Notwithstanding the use of ammonia derived EOR at two sites in the United States and the emergence of CDR in the Indian fertiliser industry, there are presently no other proposals for CCS projects in the ammonia production industry.
Coal-to-liquids production
Although no CCS projects are currently operational, several major plans to integrate CCS with CTL production plants are under development in Australia and China. The Monash Energy CTL Project in Victoria, Australia is a proposed project that will involve the drying and gasification of brown coal for conversion to synthetic diesel, followed by the separation of the produced CO2 (up to 13 Mt per year), with transport and injection into a suitable storage site. This project was originally planned to commence in 2015 and was estimated to cost USD 6 billion to USD 7 billion. Partners involved in this project include Monash Energy, Anglo American and Shell (IEA, 2008; CO2CRC, 2009). However, the project has currently been postponed.
The FuturGas Project in South Australia is a joint venture between Hybrid Energy Australia and Strike Oil to research and develop the CO2 storage component of another project which involves the gasification of lignite for the production of synfuels. It is proposed that the CO2 (captured post-gasification) will be stored in the Otway Basin to the south of the lignite resources. The project is expected to begin by 2016 (Hybrid Energy, 2010).
China National Petroleum Corporation has begun construction of the nation’s first potential integrated CCS project, involving capture from the Shenhua Group’s coal-to-liquid project in Ordos, Inner Mongolia. The facility will initially be able to capture and store 100,000 tCO2 per year, with annual capacity to be subsequently increased to 1–3 MtCO2 in two phases (China CSR, 2010). In addition, in May 2007 Dow and Shenhua announced plans for coal-to-chemicals complex at the Yulin chemical plant in Shaanxi Province, China. The project aims to convert coal to methanol to produce ethylene and propylene, and could capture 5–10 MtCO2 per year by 2015 (IEA/CSLF, 2010).

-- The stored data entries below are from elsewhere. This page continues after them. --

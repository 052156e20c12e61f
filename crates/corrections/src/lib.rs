//! Post-download corrections applied to GOES files on disk.
//!
//! - [`wavelength`]: force `band_wavelength` to the expected value
//! - [`domain`]: crop a fixed-grid file to a bounding box
//!
//! Both rewrite the file through a `.temp` sibling and rename it over the
//! original.

pub mod batch;
pub mod domain;
pub mod error;
pub mod rewrite;
pub mod wavelength;

pub use batch::{run_batch, BatchOutcome, Target};
pub use domain::{reduce_domain, DomainReduction};
pub use error::{CorrectionError, Result};
pub use wavelength::{fix_band_wavelength, WavelengthFix};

Although not a CTL project, the Weyburn-Midale project in North America involves the capture of CO2 from the Great Plains Synfuels coal-based SNG plant in North Dakota. The captured CO2 is compressed and sent via pipeline to the Weyburn and Midale oil fields in Canada, where it is also used for EOR as well as storage. Currently, over 5 Mt CO2/year is stored from these plants (Box 1; IEA, 2009b).

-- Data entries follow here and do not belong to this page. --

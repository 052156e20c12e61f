//! Time windows, remote partition keys and GOES scan timestamps.
//!
//! The NOAA GOES buckets partition objects as `{product}/{year}/{day_of_year}/{hour}/`.
//! Object names embed the scan start as `_sYYYYJJJHHMMSSt` where `t` is tenths
//! of a second.

use chrono::{DateTime, Datelike, Duration, NaiveDate, NaiveDateTime, NaiveTime, TimeZone, Timelike, Utc};
use serde::{Deserialize, Serialize};
use std::fmt;

use crate::error::{GoesError, GoesResult};

/// Command-line time format, e.g. `2020-05-23/1200`.
pub const CLI_TIME_FORMAT: &str = "%Y-%m-%d/%H%M";

/// First month served by the GOES-R archive (2017-03-01 00:00 UTC).
const GOES_R_FIRST_MONTH: (i32, u32) = (2017, 3);

/// Parse a command-line time (`YYYY-mm-dd/HHMM`) as UTC.
pub fn parse_cli_time(s: &str) -> GoesResult<DateTime<Utc>> {
    NaiveDateTime::parse_from_str(s.trim(), CLI_TIME_FORMAT)
        .map(|ndt| Utc.from_utc_datetime(&ndt))
        .map_err(|e| GoesError::InvalidTime(format!("'{}' ({}), expected YYYY-mm-dd/HHMM", s, e)))
}

/// Which generation of archive a window falls into.
#[derive(Debug, Clone, Copy, PartialEq, Eq)]
pub enum Era {
    /// Entirely before 2017-03-01: GOES-N GridSat archive.
    Legacy,
    /// Entirely on/after 2017-03-01: GOES-R S3 buckets.
    GoesR,
    /// Crosses the boundary between the two.
    Straddling,
}

/// An inclusive `[start, end]` UTC interval.
#[derive(Debug, Clone, Copy, PartialEq, Eq, Serialize, Deserialize)]
pub struct TimeWindow {
    start: DateTime<Utc>,
    end: DateTime<Utc>,
}

impl TimeWindow {
    pub fn new(start: DateTime<Utc>, end: DateTime<Utc>) -> GoesResult<Self> {
        if start > end {
            return Err(GoesError::InvalidWindow {
                start: start.format(CLI_TIME_FORMAT).to_string(),
                end: end.format(CLI_TIME_FORMAT).to_string(),
            });
        }
        Ok(Self { start, end })
    }

    /// Parse both ends from command-line strings.
    pub fn parse(start: &str, end: &str) -> GoesResult<Self> {
        Self::new(parse_cli_time(start)?, parse_cli_time(end)?)
    }

    pub fn start(&self) -> DateTime<Utc> {
        self.start
    }

    pub fn end(&self) -> DateTime<Utc> {
        self.end
    }

    /// Inclusive on both ends.
    pub fn contains(&self, dt: &DateTime<Utc>) -> bool {
        dt >= &self.start && dt <= &self.end
    }

    /// One key per calendar hour touched by the window, in chronological order.
    pub fn partition_keys(&self) -> Vec<PartitionKey> {
        let mut cursor = self.start
            - Duration::minutes(self.start.minute() as i64)
            - Duration::seconds(self.start.second() as i64)
            - Duration::nanoseconds(self.start.nanosecond() as i64);

        let mut keys = Vec::new();
        while cursor <= self.end {
            keys.push(PartitionKey::from_datetime(&cursor));
            cursor += Duration::hours(1);
        }
        keys
    }

    pub fn era(&self) -> Era {
        let before = |dt: &DateTime<Utc>| (dt.year(), dt.month()) < GOES_R_FIRST_MONTH;
        match (before(&self.start), before(&self.end)) {
            (true, true) => Era::Legacy,
            (false, false) => Era::GoesR,
            _ => Era::Straddling,
        }
    }
}

impl fmt::Display for TimeWindow {
    fn fmt(&self, f: &mut fmt::Formatter<'_>) -> fmt::Result {
        write!(
            f,
            "{} to {}",
            self.start.format(CLI_TIME_FORMAT),
            self.end.format(CLI_TIME_FORMAT)
        )
    }
}

/// Address of one hourly listing directory in the remote store.
#[derive(Debug, Clone, Copy, PartialEq, Eq, PartialOrd, Ord, Hash, Serialize, Deserialize)]
pub struct PartitionKey {
    pub year: i32,
    pub day_of_year: u32,
    pub hour: u32,
}

impl PartitionKey {
    pub fn from_datetime(dt: &DateTime<Utc>) -> Self {
        Self {
            year: dt.year(),
            day_of_year: dt.ordinal(),
            hour: dt.hour(),
        }
    }

    /// Listing prefix under a product root, e.g. `ABI-L2-CMIPC/2020/144/12`.
    pub fn prefix(&self, product_root: &str) -> String {
        format!("{}/{}", product_root.trim_end_matches('/'), self)
    }
}

impl fmt::Display for PartitionKey {
    fn fmt(&self, f: &mut fmt::Formatter<'_>) -> fmt::Result {
        write!(f, "{:04}/{:03}/{:02}", self.year, self.day_of_year, self.hour)
    }
}

/// Extract the scan start time from a GOES object path.
///
/// Looks for `_s` followed by 14 digits (`YYYYJJJHHMMSSt`); the tenth-second
/// digit is dropped.
pub fn parse_scan_time(path: &str) -> Option<DateTime<Utc>> {
    path.match_indices("_s").find_map(|(pos, _)| {
        let digits = path.get(pos + 2..pos + 16)?;
        if !digits.bytes().all(|b| b.is_ascii_digit()) {
            return None;
        }
        parse_goes_timestamp(&digits[..13])
    })
}

/// Parse `YYYYJJJHHMMSS` (day-of-year form).
fn parse_goes_timestamp(time_str: &str) -> Option<DateTime<Utc>> {
    let year: i32 = time_str.get(0..4)?.parse().ok()?;
    let day_of_year: u32 = time_str.get(4..7)?.parse().ok()?;
    let hour: u32 = time_str.get(7..9)?.parse().ok()?;
    let minute: u32 = time_str.get(9..11)?.parse().ok()?;
    let second: u32 = time_str.get(11..13)?.parse().ok()?;

    let date = NaiveDate::from_yo_opt(year, day_of_year)?;
    let time = NaiveTime::from_hms_opt(hour, minute, second)?;
    Some(Utc.from_utc_datetime(&NaiveDateTime::new(date, time)))
}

4.1.3 Ethylene oxide production
There are no known plans to undertake capture and storage from ethylene oxide production at present. As CO2 emissions from most existing plants are typically small (around 150–250 ktCO2 per year) it is likely that economies of scale would preclude cost-effective capture unless emissions could be captured as part of an integrated multi-source CCS network. Early opportunities may exist for integrated chemical complexes and larger facilities combined with ethylene and/or ethylene glycol production.